Seven master’s of occupational therapy (OT) students took the first Lewis College study abroad trip after a two-year COVID hiatus, traveling to Constanza, Dominican Republic. The trip was a service-learning experience with some tourism in the final few days.
In only three and half days of providing treatment to underserved adults and children in rural Dominican Republic (DR), the three teams of OT students saw over 40 people. The community members had various conditions, including recovery from stroke, cerebral palsy and recovery from polio, something rarely seen in the U.S.
The Lewis College partnered with Comunidad Connect, a Central American exchange organization founded by Georgia State alumnus Jon Thompson and Puente, a DR-based health promotion organization. The Puente health promoters live in the communities they serve and share health education, like the importance of using clean water, with the residents. Because their work improves the locals’ lives, they are highly trusted.
“Puente staff made the difference in our work,” said Shayne Stone, an OT master’s student. “Every home we visited, people were so friendly and eagerly welcomed us in.”
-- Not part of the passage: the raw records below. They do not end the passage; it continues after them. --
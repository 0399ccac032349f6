//! Report generation for transaction verification.
//!
//! Generates both JSON and human-readable text reports.

use std::fs;
use std::path::Path;

use color_eyre::eyre::{Context, Result};

use super::types::VerificationReport;

/// Generate JSON report
pub fn generate_json_report(report: &VerificationReport, output_path: &Path) -> Result<()> {
    let json =
        serde_json::to_string_pretty(report).context("Failed to serialize report to JSON")?;

    fs::write(output_path, json)
        .with_context(|| format!("Failed to write JSON report to {}", output_path.display()))?;

    log::info!("JSON report written to {}", output_path.display());
    Ok(())
}

/// Generate human-readable text report
pub fn generate_text_report(report: &VerificationReport, output_path: &Path) -> Result<()> {
    let text = render_text(report);

    fs::write(output_path, text)
        .with_context(|| format!("Failed to write text report to {}", output_path.display()))?;

    log::info!("Text report written to {}", output_path.display());
    Ok(())
}

fn render_text(report: &VerificationReport) -> String {
    let mut lines: Vec<String> = Vec::new();

    lines.push("=".repeat(72));
    lines.push("                 TRANSACTION VERIFICATION REPORT".to_string());
    lines.push("=".repeat(72));
    lines.push(String::new());

    lines.push(format!("Generated: {}", report.metadata.generated_at));
    lines.push(format!("Log file:  {}", report.metadata.log_file));
    if let Some(start) = &report.metadata.window_start {
        lines.push(format!("Window start: {}", start));
    }
    if let Some(end) = &report.metadata.window_end {
        lines.push(format!("Window end:   {}", end));
    }
    lines.push(String::new());

    lines.push("Totals:".to_string());
    lines.push(format!("  Sent (unique):   {}", report.total_sent));
    lines.push(format!("  Confirmed:       {}", report.confirmed));
    lines.push(format!("  Unconfirmed:     {}", report.unconfirmed));
    lines.push(format!("  Failed sends:    {}", report.failed_sent));
    lines.push(format!("  Duplicates dropped: {}", report.duplicates_dropped));
    lines.push(format!("  Malformed lines:    {}", report.malformed_lines));
    lines.push(String::new());

    if !report.by_shard_pair.is_empty() {
        lines.push("Per shard pair:".to_string());
        lines.push(format!(
            "  {:>4} -> {:<4} {:>8} {:>10} {:>12} {:>8}",
            "from", "to", "sent", "confirmed", "unconfirmed", "failed"
        ));
        for bucket in &report.by_shard_pair {
            lines.push(format!(
                "  {:>4} -> {:<4} {:>8} {:>10} {:>12} {:>8}",
                bucket.from_shard,
                bucket.to_shard,
                bucket.sent,
                bucket.confirmed,
                bucket.unconfirmed,
                bucket.failed_sent
            ));
        }
        lines.push(String::new());
    }

    if !report.failed.is_empty() {
        lines.push("Failed sends:".to_string());
        for entry in report.failed.iter().take(20) {
            lines.push(format!(
                "  [{}] {} -> {} (shard {} -> {}): {}",
                entry.timestamp.to_rfc3339(),
                entry.from,
                entry.to,
                entry.from_shard,
                entry.to_shard,
                entry.error.as_deref().unwrap_or("no error captured")
            ));
        }
        if report.failed.len() > 20 {
            lines.push(format!("  ... and {} more", report.failed.len() - 20));
        }
        lines.push(String::new());
    }

    lines.join("\n")
}

/// Print a short summary to the console
pub fn print_summary(report: &VerificationReport) {
    println!();
    println!("=== TRANSACTION VERIFICATION SUMMARY ===");
    println!();
    println!("Sent (unique): {}", report.total_sent);
    println!(
        "Confirmed:     {} ({:.1}%)",
        report.confirmed,
        percentage(report.confirmed, report.total_sent)
    );
    println!("Unconfirmed:   {}", report.unconfirmed);
    println!("Failed sends:  {}", report.failed_sent);
    println!();
}

fn percentage(part: usize, whole: usize) -> f64 {
    if whole == 0 {
        0.0
    } else {
        part as f64 / whole as f64 * 100.0
    }
}
//! Network status monitor.
//!
//! Polls each shard's endpoint on an interval and writes a JSON status file
//! for sibling processes and dashboards. Every iteration is wrapped in
//! catch-log-continue: one bad response or write failure never terminates
//! the loop.

use std::path::{Path, PathBuf};
use std::sync::atomic::{AtomicBool, Ordering};
use std::time::{Duration, Instant};

use chrono::{DateTime, Utc};
use color_eyre::eyre::{Context, Result};
use log::{info, warn};
use serde::{Deserialize, Serialize};

use crate::rpc::NodeApi;

/// Point-in-time view of one shard
#[derive(Debug, Clone, Serialize, Deserialize)]
pub struct ShardStatus {
    pub shard: u32,
    pub endpoint: String,
    /// `None` when the header query failed this round
    #[serde(skip_serializing_if = "Option::is_none")]
    pub block_number: Option<u64>,
    #[serde(skip_serializing_if = "Option::is_none")]
    pub epoch: Option<u64>,
    #[serde(skip_serializing_if = "Option::is_none")]
    pub staking_epoch: Option<u64>,
}

/// Full status snapshot written each round
#[derive(Debug, Clone, Serialize, Deserialize)]
pub struct StatusSnapshot {
    pub timestamp: DateTime<Utc>,
    pub shards: Vec<ShardStatus>,
}

/// Status polling loop
pub struct Monitor {
    rpc: std::sync::Arc<dyn NodeApi>,
    endpoints: Vec<String>,
    status_path: PathBuf,
    interval: Duration,
}

impl Monitor {
    pub fn new(
        rpc: std::sync::Arc<dyn NodeApi>,
        endpoints: Vec<String>,
        status_path: &Path,
        interval: Duration,
    ) -> Self {
        Self {
            rpc,
            endpoints,
            status_path: status_path.to_path_buf(),
            interval,
        }
    }

    /// Build one snapshot. Per-field failures degrade to `None` so a flaky
    /// shard still yields a partial row.
    pub fn snapshot(&self) -> StatusSnapshot {
        let shards = self
            .endpoints
            .iter()
            .enumerate()
            .map(|(i, endpoint)| {
                let shard = i as u32;
                let header = self.rpc.latest_header(shard).ok();
                ShardStatus {
                    shard,
                    endpoint: endpoint.clone(),
                    block_number: header.as_ref().map(|h| h.block_number),
                    epoch: header.as_ref().map(|h| h.epoch),
                    staking_epoch: self.rpc.staking_epoch(shard).ok(),
                }
            })
            .collect();

        StatusSnapshot {
            timestamp: Utc::now(),
            shards,
        }
    }

    /// Write the status file atomically (temp file + rename)
    pub fn write_snapshot(&self, snapshot: &StatusSnapshot) -> Result<()> {
        let json = serde_json::to_string_pretty(snapshot)
            .context("Failed to serialize status snapshot")?;

        let tmp = self.status_path.with_extension("json.tmp");
        std::fs::write(&tmp, json)
            .with_context(|| format!("Failed to write {}", tmp.display()))?;
        std::fs::rename(&tmp, &self.status_path)
            .context("Failed to move status file into place")?;
        Ok(())
    }

    /// Run until `running` is cleared. Iterations that fail are logged and
    /// the loop continues on the next interval.
    pub fn run(&self, running: &AtomicBool) {
        info!(
            "Monitoring {} shards every {:?}, status at {}",
            self.endpoints.len(),
            self.interval,
            self.status_path.display()
        );

        while running.load(Ordering::Acquire) {
            let started = Instant::now();

            let snapshot = self.snapshot();
            if let Err(e) = self.write_snapshot(&snapshot) {
                warn!("status write failed: {}", e);
            }

            // Sleep in short slices so a stop request is picked up promptly
            while started.elapsed() < self.interval {
                if !running.load(Ordering::Acquire) {
                    return;
                }
                std::thread::sleep(Duration::from_millis(100).min(self.interval));
            }
        }
    }
}
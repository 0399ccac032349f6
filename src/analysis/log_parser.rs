//! Transaction log parsing.
//!
//! Log lines are framed as `"<rfc3339 timestamp> <json payload>"`. Lines are
//! parsed in parallel; malformed lines are counted, never fatal. Records are
//! deduplicated by hash so a hash replayed into the log is counted once.

use std::collections::HashSet;
use std::fs::File;
use std::io::{BufRead, BufReader};
use std::path::Path;
use std::sync::LazyLock;

use color_eyre::eyre::{Context, Result};
use rayon::prelude::*;
use regex::Regex;

use super::types::{ParsedLog, TimeWindow};
use crate::txlog::TxRecord;

/// Match: "2026-08-30T12:00:00.123+00:00 {...}"
static LINE_PATTERN: LazyLock<Regex> =
    LazyLock::new(|| Regex::new(r"^(\S+)\s+(\{.*\})\s*$").expect("Invalid line regex"));

/// Parse one framed line into a record; `None` for anything malformed
fn parse_line(line: &str) -> Option<TxRecord> {
    let caps = LINE_PATTERN.captures(line)?;

    // The prefix timestamp must parse, and must agree with the payload's
    // framing; the payload timestamp is the one carried forward.
    chrono::DateTime::parse_from_rfc3339(caps.get(1)?.as_str()).ok()?;
    serde_json::from_str(caps.get(2)?.as_str()).ok()
}

/// Parse a transaction log file, keeping records inside `window` and
/// deduplicating by hash.
pub fn parse_log(path: &Path, window: &TimeWindow) -> Result<ParsedLog> {
    let file = File::open(path)
        .with_context(|| format!("Failed to open transaction log {}", path.display()))?;

    let lines: Vec<String> = BufReader::new(file)
        .lines()
        .collect::<std::io::Result<_>>()
        .with_context(|| format!("Failed to read transaction log {}", path.display()))?;

    let parsed: Vec<Option<TxRecord>> = lines
        .par_iter()
        .filter(|line| !line.trim().is_empty())
        .map(|line| parse_line(line))
        .collect();

    let mut result = ParsedLog::default();
    let mut seen_hashes: HashSet<String> = HashSet::new();

    for record in parsed {
        let Some(record) = record else {
            result.malformed_lines += 1;
            continue;
        };

        if !window.contains(record.timestamp) {
            result.outside_window += 1;
            continue;
        }

        if let Some(hash) = &record.hash {
            if !seen_hashes.insert(hash.clone()) {
                result.duplicates_dropped += 1;
                continue;
            }
        }
        result.records.push(record);
    }

    log::info!(
        "Parsed {}: {} records, {} duplicates dropped, {} malformed, {} outside window",
        path.display(),
        result.records.len(),
        result.duplicates_dropped,
        result.malformed_lines,
        result.outside_window
    );

    Ok(result)
}

#[cfg(test)]
mod tests {
    use super::*;
    use chrono::{TimeZone, Utc};
    use std::io::Write;

    fn record(hash: Option<&str>, timestamp: chrono::DateTime<Utc>) -> TxRecord {
        TxRecord {
            from: "addr-a".to_string(),
            to: "addr-b".to_string(),
            from_shard: 0,
            to_shard: 1,
            amount: 1.0,
            gas_price: 1.0,
            gas_limit: 21000,
            nonce: None,
            timestamp,
            hash: hash.map(String::from),
            error: None,
        }
    }

    fn write_log(entries: &[TxRecord], extra_lines: &[&str]) -> tempfile::NamedTempFile {
        let mut file = tempfile::NamedTempFile::new().unwrap();
        for entry in entries {
            writeln!(
                file,
                "{} {}",
                entry.timestamp.to_rfc3339(),
                serde_json::to_string(entry).unwrap()
            )
            .unwrap();
        }
        for line in extra_lines {
            writeln!(file, "{}", line).unwrap();
        }
        file
    }

    #[test]
    fn test_duplicate_hash_counted_once() {
        let now = Utc::now();
        let file = write_log(
            &[
                record(Some("0xaaa"), now),
                record(Some("0xaaa"), now),
                record(Some("0xbbb"), now),
            ],
            &[],
        );

        let parsed = parse_log(file.path(), &TimeWindow::unbounded()).unwrap();
        assert_eq!(parsed.records.len(), 2);
        assert_eq!(parsed.duplicates_dropped, 1);
    }

    #[test]
    fn test_failed_sends_are_not_deduplicated() {
        // Hashless records have nothing to dedupe on; all are kept
        let now = Utc::now();
        let file = write_log(&[record(None, now), record(None, now)], &[]);

        let parsed = parse_log(file.path(), &TimeWindow::unbounded()).unwrap();
        assert_eq!(parsed.records.len(), 2);
        assert_eq!(parsed.duplicates_dropped, 0);
    }

    #[test]
    fn test_malformed_lines_counted_not_fatal() {
        let now = Utc::now();
        let file = write_log(
            &[record(Some("0xaaa"), now)],
            &[
                "not a log line",
                "2026-08-30T00:00:00Z not-json",
                "2026-08-30T00:00:00Z {\"broken\": true}",
            ],
        );

        let parsed = parse_log(file.path(), &TimeWindow::unbounded()).unwrap();
        assert_eq!(parsed.records.len(), 1);
        assert_eq!(parsed.malformed_lines, 3);
    }

    #[test]
    fn test_window_filtering() {
        let inside = Utc.with_ymd_and_hms(2026, 6, 15, 12, 0, 0).unwrap();
        let outside = Utc.with_ymd_and_hms(2026, 6, 20, 12, 0, 0).unwrap();
        let file = write_log(
            &[record(Some("0xaaa"), inside), record(Some("0xbbb"), outside)],
            &[],
        );

        let window = TimeWindow {
            start: Some(Utc.with_ymd_and_hms(2026, 6, 15, 0, 0, 0).unwrap()),
            end: Some(Utc.with_ymd_and_hms(2026, 6, 16, 0, 0, 0).unwrap()),
        };
        let parsed = parse_log(file.path(), &window).unwrap();
        assert_eq!(parsed.records.len(), 1);
        assert_eq!(parsed.records[0].hash.as_deref(), Some("0xaaa"));
        assert_eq!(parsed.outside_window, 1);
    }
}
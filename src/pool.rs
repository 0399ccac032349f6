//! Bounded worker pool.
//!
//! One pool per run, injected into the components that fan work out, so the
//! concurrency limit lives in exactly one place. Thin wrapper over a
//! dedicated `rayon::ThreadPool` with explicit task submission and joinable
//! handles; blocking wallet/RPC calls run inside the pool's threads.

use std::sync::mpsc;

/// Errors from pool construction or task collection
#[derive(Debug, thiserror::Error)]
pub enum PoolError {
    #[error("Failed to build thread pool: {0}")]
    Build(#[from] rayon::ThreadPoolBuildError),

    #[error("Worker task panicked before producing a result")]
    Lost,
}

/// Handle to a submitted task's eventual result
pub struct TaskHandle<T> {
    rx: mpsc::Receiver<T>,
}

impl<T> TaskHandle<T> {
    /// Block until the task finishes
    pub fn join(self) -> Result<T, PoolError> {
        self.rx.recv().map_err(|_| PoolError::Lost)
    }
}

/// Bounded pool of OS worker threads
pub struct WorkerPool {
    inner: rayon::ThreadPool,
    threads: usize,
}

impl WorkerPool {
    /// Build a pool with exactly `threads` workers (0 = one per CPU)
    pub fn new(threads: usize) -> Result<Self, PoolError> {
        let inner = rayon::ThreadPoolBuilder::new()
            .num_threads(threads)
            .thread_name(|i| format!("shardload-worker-{}", i))
            .build()?;
        let threads = inner.current_num_threads();
        Ok(Self { inner, threads })
    }

    /// Number of worker slots
    pub fn threads(&self) -> usize {
        self.threads
    }

    /// Submit a task; the returned handle blocks on `join` until the task
    /// completes. Tasks may outlive the caller's stack frame.
    pub fn submit<T, F>(&self, task: F) -> TaskHandle<T>
    where
        T: Send + 'static,
        F: FnOnce() -> T + Send + 'static,
    {
        let (tx, rx) = mpsc::channel();
        self.inner.spawn(move || {
            // Receiver may have been dropped if the caller gave up; nothing
            // to do with the result in that case.
            let _ = tx.send(task());
        });
        TaskHandle { rx }
    }

    /// Run a batch of tasks and collect their results in submission order,
    /// blocking until all complete.
    pub fn run_all<T, F>(&self, tasks: Vec<F>) -> Vec<Result<T, PoolError>>
    where
        T: Send + 'static,
        F: FnOnce() -> T + Send + 'static,
    {
        let handles: Vec<TaskHandle<T>> = tasks.into_iter().map(|t| self.submit(t)).collect();
        handles.into_iter().map(TaskHandle::join).collect()
    }
}

#[cfg(test)]
mod tests {
    use super::*;
    use std::sync::atomic::{AtomicUsize, Ordering};
    use std::sync::Arc;

    #[test]
    fn test_submit_and_join() {
        let pool = WorkerPool::new(2).unwrap();
        let handle = pool.submit(|| 21 * 2);
        assert_eq!(handle.join().unwrap(), 42);
    }

    #[test]
    fn test_run_all_preserves_order() {
        let pool = WorkerPool::new(4).unwrap();
        let tasks: Vec<_> = (0..16).map(|i| move || i * i).collect();
        let results: Vec<i32> = pool
            .run_all(tasks)
            .into_iter()
            .map(|r| r.unwrap())
            .collect();
        assert_eq!(results[3], 9);
        assert_eq!(results[15], 225);
    }

    #[test]
    fn test_thread_cap_is_respected() {
        let pool = WorkerPool::new(3).unwrap();
        assert_eq!(pool.threads(), 3);

        let live = Arc::new(AtomicUsize::new(0));
        let peak = Arc::new(AtomicUsize::new(0));

        let tasks: Vec<_> = (0..12)
            .map(|_| {
                let live = Arc::clone(&live);
                let peak = Arc::clone(&peak);
                move || {
                    let now = live.fetch_add(1, Ordering::SeqCst) + 1;
                    peak.fetch_max(now, Ordering::SeqCst);
                    std::thread::sleep(std::time::Duration::from_millis(10));
                    live.fetch_sub(1, Ordering::SeqCst);
                }
            })
            .collect();

        for result in pool.run_all(tasks) {
            result.unwrap();
        }
        assert!(peak.load(Ordering::SeqCst) <= 3);
    }
}
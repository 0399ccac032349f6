//! Transaction log replay and verification.
//!
//! Parses the generator's transaction log within a time window, deduplicates
//! by hash, re-queries each hash against the network, and produces typed
//! JSON + text reports.

pub mod log_parser;
pub mod report;
pub mod types;
pub mod verify;

pub use log_parser::parse_log;
pub use report::{generate_json_report, generate_text_report, print_summary};
pub use types::*;
pub use verify::build_report;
In return, the OT students prepared for the work in advance by creating a survey to aid Puente staff in pre-selecting appropriate care recipients. A Puente health promoter and local interpreter accompanied each student team on visits with the clients, strengthening the relationship and better equipping Puente for follow-up work that students would recommend after the visits.
“The OT students developed a screening tool to be used by the Puente health promoters to pre-identify people in need of OT care, especially those without access to healthcare,” said Dr. Emily Buchman, clinical assistant professor and assistant director of the OTD program.
Buchman led trip preparation meetings online in the evenings, helping orient students to cultural differences and helping to pre-plan home exercises. The students, who completed 12 weeks of fieldwork assignment in the U.S. before the trip, were exposed to a very different environment, working in a rural area with no running water and meeting the challenges of cultural differences.
“We had to consider the patients’ culture,” said Stone. “Women took care of men, and daughters took care of the women. So, we had to come up with OT exercises that were men’s work.” For one client, the students had him shell peas for an hour to work on fine motor skills. Another had to unlock the door multiple times and walk up and down the hall. Women could work on household tasks, such as washing dishes.
Intervention of the OT students and Puente helped abate the overwhelming sense of dealing with a health condition without extra-familial support. Students had one hour per client to do an assessment and provide a mini-treatment. Puente staff would continue with follow-up work with each client.
“I wasn’t surprised about the students’ reach in the community, but Puente and Jon [Thompson] were very shocked by the reach in a short amount of time,” said Buchman. “I’m proud that they saw the value of OT.”
Stone previously participated in a study abroad service trip to China with Monmouth College, his undergraduate institution, but came away from the DR experience inspired.
“My classmates and I left the trip inspired and in awe of the experience and very humbled by our own privilege,” said Stone.
“I think I got more out of it [the experience] than the people we serviced,” said Stone. “It was also an opportunity to learn from my classmates and see their different fieldwork experiences. I use some of what I learned from my partner in the DR in my current fieldwork.” Stone is taking a pediatric experience at Texas Children’s Hospital in Houston.